What is the Best Way to Invest in Real Estate Today?
Article by, Greg Zuckerman – The Wall Street Journal
Q: What’s the best way to invest in real estate today? “Hard” real-estate investments or “soft” shares and ETFs?
A: As housing finally rebounds, investors are searching for the best ways to take advantage. Tim Courtney, chief investment officer at Exencial Wealth Advisors, says an investment portfolio of more than $10 million could benefit by including both “hard” real estate, meaning direct ownership—either full or partial—of commercial, residential or other properties, as well as “soft” real estate, such as shares of real-estate investment trusts or other securities.
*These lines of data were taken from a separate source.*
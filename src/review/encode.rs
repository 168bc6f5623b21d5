use super::error::ReviewError;
use base64::Engine;

/// Encode bytes as a `data:` URL, the form kept in history records.
pub fn to_data_url(media_type: &str, data: &[u8]) -> String {
    let b64 = base64::engine::general_purpose::STANDARD.encode(data);
    format!("data:{};base64,{}", media_type, b64)
}

/// Decode a base64 `data:` URL into its media type and bytes.
pub fn from_data_url(url: &str) -> Result<(String, Vec<u8>), ReviewError> {
    let rest = url.strip_prefix("data:").ok_or(ReviewError::InvalidPayload)?;
    let (header, body) = rest.split_once(',').ok_or(ReviewError::InvalidPayload)?;
    let media_type = header
        .strip_suffix(";base64")
        .ok_or(ReviewError::InvalidPayload)?;
    let data = base64::engine::general_purpose::STANDARD
        .decode(body)
        .map_err(|_| ReviewError::InvalidPayload)?;
    Ok((media_type.to_string(), data))
}

#[cfg(test)]
mod tests {
    use super::*;

    #[test]
    fn encodes_with_media_type_prefix() {
        assert_eq!(
            to_data_url("application/pdf", b"%PDF"),
            "data:application/pdf;base64,JVBERg=="
        );
    }

    #[test]
    fn decodes_cached_payload() {
        let (media_type, data) = from_data_url("data:audio/mpeg;base64,AAEC").unwrap();
        assert_eq!(media_type, "audio/mpeg");
        assert_eq!(data, vec![0, 1, 2]);
    }

    #[test]
    fn rejects_non_base64_urls() {
        for url in [
            "",
            "data:text/plain,hello",
            "https://example.com/a.pdf",
            "data:application/pdf;base64,@@@",
        ] {
            assert!(matches!(from_data_url(url), Err(ReviewError::InvalidPayload)), "{url}");
        }
    }
}
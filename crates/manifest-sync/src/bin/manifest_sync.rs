//! manifest-sync: Update a Lua manifest script from its branch archive.
//!
//! Reads the `addappid(...)` identifier from the script, downloads
//! `https://github.com/<repo>/archive/refs/heads/<identifier>.zip`, rewrites
//! every `setManifestid(...)` version found in the archive, and writes
//! `<identifier>.zip` to the output directory.
//!
//! # Usage
//!
//! ```bash
//! # Use the default repository from repo.json
//! manifest-sync 1234.lua
//!
//! # Pick a named repository and output directory
//! manifest-sync 1234.lua --repo FairyRoot --output ~/Desktop/updated
//! ```

use clap::Parser;
use env_logger::Env;
use log::{error, info, warn};
use manifest_sync::{
    FetchConfig, Pipeline, PipelineConfig, RepositoryCatalog, RunContext, RunOutcome, Severity,
};
use std::path::PathBuf;
use std::process;
use std::sync::Arc;
use std::time::Duration;

/// Update the manifest versions of a Lua script and repackage it.
#[derive(Parser, Debug)]
#[command(name = "manifest-sync")]
#[command(author, version, about, long_about = None)]
struct Args {
    /// Path to the .lua script
    #[arg(value_name = "SCRIPT")]
    script: PathBuf,

    /// Directory receiving <identifier>.zip
    #[arg(short, long, default_value = manifest_sync::config::DEFAULT_OUTPUT_DIR)]
    output: PathBuf,

    /// Repository name from the catalog (default: the catalog's default)
    #[arg(short, long)]
    repo: Option<String>,

    /// Repository catalog file
    #[arg(long, default_value = "repo.json")]
    repos_file: PathBuf,

    /// Write the built-in repository catalog to --repos-file if it is missing
    #[arg(long)]
    init_repos: bool,

    /// Host serving branch archives
    #[arg(long, default_value = manifest_sync::config::DEFAULT_ARCHIVE_HOST)]
    host: String,

    /// Download timeout in seconds
    #[arg(short, long, default_value = "30", value_parser = clap::value_parser!(u64).range(1..))]
    timeout: u64,

    /// Validate TLS certificates of the archive host
    #[arg(long)]
    verify_tls: bool,

    /// Directory for temporary workspaces (default: system temp dir)
    #[arg(long)]
    temp_dir: Option<PathBuf>,

    /// Enable verbose logging
    #[arg(short, long)]
    verbose: bool,
}

fn main() {
    let args = Args::parse();

    // Initialize logging
    let log_level = if args.verbose { "debug" } else { "info" };
    env_logger::Builder::from_env(Env::default().default_filter_or(log_level))
        .format_timestamp_millis()
        .init();

    if args.init_repos && !args.repos_file.exists() {
        if let Err(e) = RepositoryCatalog::write_default(&args.repos_file) {
            error!("Failed to write {}: {}", args.repos_file.display(), e);
            process::exit(1);
        }
        info!("Wrote default catalog to {}", args.repos_file.display());
    }

    // Validate script path
    if !args.script.is_file() {
        error!("Script not found: {}", args.script.display());
        process::exit(1);
    }

    let catalog = match RepositoryCatalog::load(&args.repos_file) {
        Ok(c) => c,
        Err(e) => {
            error!("Failed to load repositories: {}", e);
            process::exit(1);
        }
    };
    let repository = catalog.resolve(args.repo.as_deref()).to_string();

    let mut config = PipelineConfig::default().with_archive_host(&args.host);
    if let Some(temp_dir) = &args.temp_dir {
        config = config.with_temp_root(temp_dir);
    }
    let fetch = FetchConfig::default()
        .with_timeout(Duration::from_secs(args.timeout))
        .with_verify_tls(args.verify_tls);

    let pipeline = match Pipeline::with_http(config, fetch) {
        Ok(p) => Arc::new(p),
        Err(e) => {
            error!("Failed to create HTTP client: {}", e);
            process::exit(1);
        }
    };

    let ctx = RunContext::new(&args.script, &args.output).with_repository(repository);
    let (events, handle) = pipeline.spawn(ctx);

    // Events are already logged by the pipeline; only surface warnings here
    // so they stand out in non-verbose output.
    for event in events {
        if event.severity == Severity::Warning {
            warn!("{}", event.message);
        }
    }

    match handle.join() {
        Ok(RunOutcome::Succeeded(report)) => {
            info!("Identifier: {}", report.app_id);
            info!("Manifest IDs updated: {}", report.replacements);
            info!("Manifest files packaged: {}", report.payload_count);
            if let Some(hash) = &report.archive_hash {
                info!("Archive hash: {}", hash);
            }
            println!("{}", report.output_path.display());
        }
        Ok(RunOutcome::Failed(failure)) => {
            error!("Update failed: {}", failure);
            process::exit(1);
        }
        Err(_) => {
            error!("Pipeline worker panicked");
            process::exit(1);
        }
    }
}
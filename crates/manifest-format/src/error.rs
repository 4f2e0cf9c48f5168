use thiserror::Error;

/// Errors that can occur when reading or parsing manifest scripts.
#[derive(Debug, Error)]
pub enum Error {
    /// The script has no `addappid(...)` declaration.
    #[error("no addappid(...) declaration found in script")]
    IdentifierNotFound,

    /// I/O error.
    #[error("IO error: {0}")]
    IoError(#[from] std::io::Error),
}

/// Result type for manifest-format operations.
pub type Result<T> = std::result::Result<T, Error>;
Those with smaller portfolios who want to invest in real estate generally should stick with real-estate investment trusts, or REITs, exchange-traded funds, shares of real-estate-focused companies and other investments that provide more liquidity than direct property ownership, experts say.
Properly researching and monitoring hard real-estate investments generally requires a significant commitment of time, making shares more attractive for most individual investors. It also can take longer to see gains from hard real-estate investments, though these investments do have the potential to provide sizable, steady income, says Deann Morgan, a managing director with Bank of America BAC -0.64% Merrill Lynch. Matthew Tuttle, president of Tuttle Wealth Management LLC in Stamford, Conn., adds that while investment properties can be attractive investments, they can be hard to value.
For those going the soft route, Mr. Courtney notes that U.S. REITs have done well this year, and says they are no longer bargains. He says international REITs are more attractive, some offering dividends of about 5%.
“It’s best to own an index fund that provides exposure to a large basket” of REITs, Mr. Courtney says, to avoid the volatility of individual shares. He’s a fan of REITs funds offered by Dimensional Fund Advisors and Vanguard Group Inc.
For some investors, though, hard investments remain more attractive. “The returns on REITs and similar investment vehicles, after management expenses, aren’t substantial enough to deter our clients” from investing directly in real-estate properties, says James Carolan, a partner and head of the U.S. real-estate practice at the international law firm Withers Bergman.
Jeff Leventhal, managing director and partner at financial-services firm HighTower in Bethesda, Md., is focusing on parts of the market that held up during the downturn, such as self-storage facilities, college housing and medical office facilities. Those sectors should hold up again if the economy slips into another recession, he says.
Mr. Leventhal also is targeting distressed residential markets, “but given most of our clients own their home, we prefer to look outside this space, for enhanced diversification.”
One option for deep-pocketed investors: Funds focusing on real estate managed by private-equity firms, which typically offer higher returns than public REITs, says Jack Foster, head of real assets at Franklin Templeton Real Asset Advisors. But, he adds, the private funds also entail significant risk.
“Investors need to consider lockup periods that can be as long as five years,” says Mr. Foster. Still, the expanded pool of distressed property owners after the recent financial crisis and economic downturn “has created significant opportunities in private-equity real estate,” he says.
On the whole, “the days of flipping for a quick profit are dead,” says Scott Miller Jr., a managing partner of Blue Bell Private Wealth Management LLC in Blue Bell, Pa. “But for an investor who understands their local market, is willing to do the research, is patient enough to get a great buy and has the skill set to perform the necessary and ongoing maintenance, hard real-estate investments will prove to be more profitable” than soft ones.